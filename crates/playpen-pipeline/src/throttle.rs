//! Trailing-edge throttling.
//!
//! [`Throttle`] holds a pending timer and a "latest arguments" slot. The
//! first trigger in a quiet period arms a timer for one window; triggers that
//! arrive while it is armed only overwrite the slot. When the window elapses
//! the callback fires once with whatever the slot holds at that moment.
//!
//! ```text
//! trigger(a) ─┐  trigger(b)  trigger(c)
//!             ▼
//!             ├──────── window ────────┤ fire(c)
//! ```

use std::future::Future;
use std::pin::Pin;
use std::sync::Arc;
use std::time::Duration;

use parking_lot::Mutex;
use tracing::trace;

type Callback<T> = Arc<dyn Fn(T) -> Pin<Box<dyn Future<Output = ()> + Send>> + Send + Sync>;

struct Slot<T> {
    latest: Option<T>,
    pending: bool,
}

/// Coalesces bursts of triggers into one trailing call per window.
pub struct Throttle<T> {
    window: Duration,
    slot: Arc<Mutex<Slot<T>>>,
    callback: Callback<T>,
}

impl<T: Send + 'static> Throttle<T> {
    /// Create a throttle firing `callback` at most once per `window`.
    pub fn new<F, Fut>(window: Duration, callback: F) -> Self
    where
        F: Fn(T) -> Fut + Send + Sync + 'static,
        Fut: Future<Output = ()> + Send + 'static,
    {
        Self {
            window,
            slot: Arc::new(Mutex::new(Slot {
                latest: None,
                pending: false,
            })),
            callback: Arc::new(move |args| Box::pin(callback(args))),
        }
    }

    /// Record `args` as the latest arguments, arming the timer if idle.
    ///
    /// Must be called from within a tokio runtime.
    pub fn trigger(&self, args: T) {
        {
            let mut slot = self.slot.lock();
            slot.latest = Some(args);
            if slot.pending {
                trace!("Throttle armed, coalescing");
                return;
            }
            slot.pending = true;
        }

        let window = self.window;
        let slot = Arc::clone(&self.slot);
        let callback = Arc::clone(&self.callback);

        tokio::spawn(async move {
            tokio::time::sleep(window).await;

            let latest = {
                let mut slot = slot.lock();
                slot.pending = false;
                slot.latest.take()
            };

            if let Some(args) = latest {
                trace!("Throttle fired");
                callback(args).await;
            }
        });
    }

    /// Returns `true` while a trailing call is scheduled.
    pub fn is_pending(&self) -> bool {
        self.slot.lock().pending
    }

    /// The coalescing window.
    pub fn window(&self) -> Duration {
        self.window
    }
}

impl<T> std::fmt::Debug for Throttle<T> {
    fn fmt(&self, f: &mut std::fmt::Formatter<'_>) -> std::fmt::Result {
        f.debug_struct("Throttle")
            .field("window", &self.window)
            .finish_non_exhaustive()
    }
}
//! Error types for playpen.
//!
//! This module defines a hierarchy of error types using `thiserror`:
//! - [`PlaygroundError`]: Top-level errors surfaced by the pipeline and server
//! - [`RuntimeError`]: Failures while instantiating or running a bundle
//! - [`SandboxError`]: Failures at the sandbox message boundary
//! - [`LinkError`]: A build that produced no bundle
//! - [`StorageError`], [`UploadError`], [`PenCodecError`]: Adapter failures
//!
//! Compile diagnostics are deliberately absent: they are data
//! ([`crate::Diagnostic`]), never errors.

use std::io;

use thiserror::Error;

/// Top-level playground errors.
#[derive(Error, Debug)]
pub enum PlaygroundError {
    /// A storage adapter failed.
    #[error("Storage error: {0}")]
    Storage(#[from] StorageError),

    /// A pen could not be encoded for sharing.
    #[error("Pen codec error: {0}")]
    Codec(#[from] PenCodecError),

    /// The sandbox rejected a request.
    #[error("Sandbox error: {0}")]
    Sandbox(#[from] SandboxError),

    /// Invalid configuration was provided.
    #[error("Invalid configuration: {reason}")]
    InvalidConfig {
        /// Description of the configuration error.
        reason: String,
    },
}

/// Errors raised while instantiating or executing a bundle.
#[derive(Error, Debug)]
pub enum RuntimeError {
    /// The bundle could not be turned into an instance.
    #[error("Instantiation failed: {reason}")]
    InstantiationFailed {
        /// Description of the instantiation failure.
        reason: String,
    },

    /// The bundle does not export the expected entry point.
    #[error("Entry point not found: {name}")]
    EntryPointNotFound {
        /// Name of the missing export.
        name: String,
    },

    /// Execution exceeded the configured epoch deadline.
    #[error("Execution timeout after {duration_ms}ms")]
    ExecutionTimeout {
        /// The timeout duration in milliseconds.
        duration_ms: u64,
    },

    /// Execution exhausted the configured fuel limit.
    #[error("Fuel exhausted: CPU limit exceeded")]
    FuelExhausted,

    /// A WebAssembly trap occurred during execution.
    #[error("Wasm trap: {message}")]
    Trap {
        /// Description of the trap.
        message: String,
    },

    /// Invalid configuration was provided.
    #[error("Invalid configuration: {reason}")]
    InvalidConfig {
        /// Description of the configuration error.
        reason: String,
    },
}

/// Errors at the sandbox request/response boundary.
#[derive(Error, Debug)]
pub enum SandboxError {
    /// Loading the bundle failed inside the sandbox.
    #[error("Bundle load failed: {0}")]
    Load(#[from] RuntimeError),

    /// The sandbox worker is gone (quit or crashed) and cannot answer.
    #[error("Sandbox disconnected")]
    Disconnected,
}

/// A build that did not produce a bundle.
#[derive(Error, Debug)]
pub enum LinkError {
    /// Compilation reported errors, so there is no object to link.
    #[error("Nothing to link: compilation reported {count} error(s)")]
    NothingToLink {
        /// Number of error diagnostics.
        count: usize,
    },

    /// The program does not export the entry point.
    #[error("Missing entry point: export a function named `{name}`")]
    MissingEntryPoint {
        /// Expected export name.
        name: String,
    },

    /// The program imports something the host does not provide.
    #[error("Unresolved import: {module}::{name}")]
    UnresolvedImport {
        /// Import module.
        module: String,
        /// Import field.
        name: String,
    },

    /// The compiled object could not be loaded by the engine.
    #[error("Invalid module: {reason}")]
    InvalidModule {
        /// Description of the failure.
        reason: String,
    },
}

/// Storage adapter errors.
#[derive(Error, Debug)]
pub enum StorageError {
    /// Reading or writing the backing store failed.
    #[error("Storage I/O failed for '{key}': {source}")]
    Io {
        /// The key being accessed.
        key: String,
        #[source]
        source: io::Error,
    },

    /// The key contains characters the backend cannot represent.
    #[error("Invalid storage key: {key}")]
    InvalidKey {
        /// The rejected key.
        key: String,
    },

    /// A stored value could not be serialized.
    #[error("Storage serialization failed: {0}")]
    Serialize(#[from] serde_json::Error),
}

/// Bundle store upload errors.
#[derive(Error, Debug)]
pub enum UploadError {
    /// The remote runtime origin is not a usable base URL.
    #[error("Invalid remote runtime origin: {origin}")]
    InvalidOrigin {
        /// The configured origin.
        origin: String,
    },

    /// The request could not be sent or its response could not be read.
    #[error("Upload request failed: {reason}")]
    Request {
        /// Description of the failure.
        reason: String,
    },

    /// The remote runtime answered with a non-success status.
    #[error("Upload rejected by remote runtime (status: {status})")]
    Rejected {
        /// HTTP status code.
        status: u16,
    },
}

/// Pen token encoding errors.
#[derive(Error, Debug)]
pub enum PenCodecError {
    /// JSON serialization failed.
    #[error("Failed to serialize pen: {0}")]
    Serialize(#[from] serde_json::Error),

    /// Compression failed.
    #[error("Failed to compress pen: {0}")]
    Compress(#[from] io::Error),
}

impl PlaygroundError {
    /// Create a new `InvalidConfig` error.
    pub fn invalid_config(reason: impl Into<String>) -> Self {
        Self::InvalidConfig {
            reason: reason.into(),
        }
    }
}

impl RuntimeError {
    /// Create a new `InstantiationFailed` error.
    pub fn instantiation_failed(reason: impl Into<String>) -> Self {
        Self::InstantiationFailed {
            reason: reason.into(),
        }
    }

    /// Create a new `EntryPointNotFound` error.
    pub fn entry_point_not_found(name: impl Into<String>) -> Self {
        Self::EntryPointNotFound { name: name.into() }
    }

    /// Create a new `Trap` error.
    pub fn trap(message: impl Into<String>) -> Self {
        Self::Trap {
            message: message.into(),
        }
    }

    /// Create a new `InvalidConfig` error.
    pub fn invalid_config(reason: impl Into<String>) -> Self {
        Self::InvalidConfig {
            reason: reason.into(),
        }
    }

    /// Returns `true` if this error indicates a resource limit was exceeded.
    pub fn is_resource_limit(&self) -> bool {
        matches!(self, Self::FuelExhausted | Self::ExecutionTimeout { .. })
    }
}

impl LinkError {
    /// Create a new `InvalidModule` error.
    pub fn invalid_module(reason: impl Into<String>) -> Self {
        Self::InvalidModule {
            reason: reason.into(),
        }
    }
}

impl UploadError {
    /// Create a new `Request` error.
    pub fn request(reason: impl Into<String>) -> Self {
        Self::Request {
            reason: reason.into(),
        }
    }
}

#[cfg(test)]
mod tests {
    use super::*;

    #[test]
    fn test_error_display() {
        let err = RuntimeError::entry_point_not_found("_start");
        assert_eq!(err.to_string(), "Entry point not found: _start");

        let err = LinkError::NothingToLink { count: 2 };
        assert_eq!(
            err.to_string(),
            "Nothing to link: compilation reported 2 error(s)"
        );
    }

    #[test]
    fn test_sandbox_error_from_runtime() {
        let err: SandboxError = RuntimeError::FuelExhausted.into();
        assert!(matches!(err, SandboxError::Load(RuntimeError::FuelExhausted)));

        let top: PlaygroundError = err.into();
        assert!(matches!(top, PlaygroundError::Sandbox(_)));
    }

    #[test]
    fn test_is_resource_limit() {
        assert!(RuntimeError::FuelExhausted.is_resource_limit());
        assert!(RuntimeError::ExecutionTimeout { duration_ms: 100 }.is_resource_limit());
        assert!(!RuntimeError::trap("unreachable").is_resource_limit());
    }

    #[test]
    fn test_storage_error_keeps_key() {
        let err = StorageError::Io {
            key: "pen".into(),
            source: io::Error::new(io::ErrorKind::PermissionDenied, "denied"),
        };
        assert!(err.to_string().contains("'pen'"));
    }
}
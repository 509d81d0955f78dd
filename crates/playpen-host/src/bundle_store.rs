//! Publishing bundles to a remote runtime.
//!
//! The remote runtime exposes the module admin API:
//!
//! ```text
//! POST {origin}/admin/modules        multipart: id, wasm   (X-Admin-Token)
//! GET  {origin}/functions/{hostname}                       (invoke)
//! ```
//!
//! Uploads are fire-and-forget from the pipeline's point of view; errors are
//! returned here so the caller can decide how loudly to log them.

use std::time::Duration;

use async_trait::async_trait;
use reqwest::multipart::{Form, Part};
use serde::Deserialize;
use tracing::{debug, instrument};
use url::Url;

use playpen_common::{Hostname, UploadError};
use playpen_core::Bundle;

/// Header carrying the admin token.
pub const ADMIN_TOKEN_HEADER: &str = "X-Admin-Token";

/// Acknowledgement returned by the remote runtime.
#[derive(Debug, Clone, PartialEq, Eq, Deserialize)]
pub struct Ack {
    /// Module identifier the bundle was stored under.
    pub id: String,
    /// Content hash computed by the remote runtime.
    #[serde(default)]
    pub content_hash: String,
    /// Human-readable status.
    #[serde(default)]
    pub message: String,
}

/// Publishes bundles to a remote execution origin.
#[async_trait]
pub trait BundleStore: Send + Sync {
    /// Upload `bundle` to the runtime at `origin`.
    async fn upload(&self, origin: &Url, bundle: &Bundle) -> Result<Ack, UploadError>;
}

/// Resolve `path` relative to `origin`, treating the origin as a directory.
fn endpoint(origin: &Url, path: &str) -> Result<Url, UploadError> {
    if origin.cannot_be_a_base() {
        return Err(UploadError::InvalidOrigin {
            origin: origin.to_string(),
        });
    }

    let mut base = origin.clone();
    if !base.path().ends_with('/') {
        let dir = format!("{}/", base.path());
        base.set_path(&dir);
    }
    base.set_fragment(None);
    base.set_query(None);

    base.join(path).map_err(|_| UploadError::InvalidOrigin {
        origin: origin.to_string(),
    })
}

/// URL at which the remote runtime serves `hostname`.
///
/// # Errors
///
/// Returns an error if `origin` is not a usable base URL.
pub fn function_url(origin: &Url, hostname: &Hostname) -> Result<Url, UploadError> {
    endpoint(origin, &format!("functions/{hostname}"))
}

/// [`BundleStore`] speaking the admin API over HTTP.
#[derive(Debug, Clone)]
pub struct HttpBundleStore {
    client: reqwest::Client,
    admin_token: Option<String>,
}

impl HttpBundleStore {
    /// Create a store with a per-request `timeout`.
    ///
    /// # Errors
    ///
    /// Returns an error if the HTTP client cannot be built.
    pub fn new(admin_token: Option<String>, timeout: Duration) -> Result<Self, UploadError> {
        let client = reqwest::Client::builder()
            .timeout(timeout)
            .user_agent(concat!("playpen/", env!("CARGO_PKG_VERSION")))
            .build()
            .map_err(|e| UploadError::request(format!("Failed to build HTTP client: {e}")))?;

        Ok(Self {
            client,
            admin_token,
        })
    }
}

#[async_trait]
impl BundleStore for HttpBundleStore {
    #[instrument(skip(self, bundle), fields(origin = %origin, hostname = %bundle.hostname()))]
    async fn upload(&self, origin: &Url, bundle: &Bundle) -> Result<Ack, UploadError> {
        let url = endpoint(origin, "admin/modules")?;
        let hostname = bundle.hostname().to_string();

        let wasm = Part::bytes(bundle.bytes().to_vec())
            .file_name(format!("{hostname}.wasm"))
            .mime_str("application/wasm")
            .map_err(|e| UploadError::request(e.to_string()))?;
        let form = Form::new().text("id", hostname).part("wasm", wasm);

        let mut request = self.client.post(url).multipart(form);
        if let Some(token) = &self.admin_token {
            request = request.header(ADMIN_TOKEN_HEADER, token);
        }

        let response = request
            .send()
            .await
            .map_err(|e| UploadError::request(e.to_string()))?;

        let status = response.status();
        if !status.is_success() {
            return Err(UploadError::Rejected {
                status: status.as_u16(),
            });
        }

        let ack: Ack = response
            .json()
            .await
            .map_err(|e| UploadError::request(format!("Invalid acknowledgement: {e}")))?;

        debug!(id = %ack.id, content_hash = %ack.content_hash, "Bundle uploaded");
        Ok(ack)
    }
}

■ **What this task involves**: From the line containing "-> Result<Ack, UploadError>;" down to the line containing "base.set_fragment(None);" in the material above, reproduce every line exactly, including the two end lines.

■ **Solution to this task**:
    async fn upload(&self, origin: &Url, bundle: &Bundle) -> Result<Ack, UploadError>;
}

/// Resolve `path` relative to `origin`, treating the origin as a directory.
fn endpoint(origin: &Url, path: &str) -> Result<Url, UploadError> {
    if origin.cannot_be_a_base() {
        return Err(UploadError::InvalidOrigin {
            origin: origin.to_string(),
        });
    }

    let mut base = origin.clone();
    if !base.path().ends_with('/') {
        let dir = format!("{}/", base.path());
        base.set_path(&dir);
    }
    base.set_fragment(None);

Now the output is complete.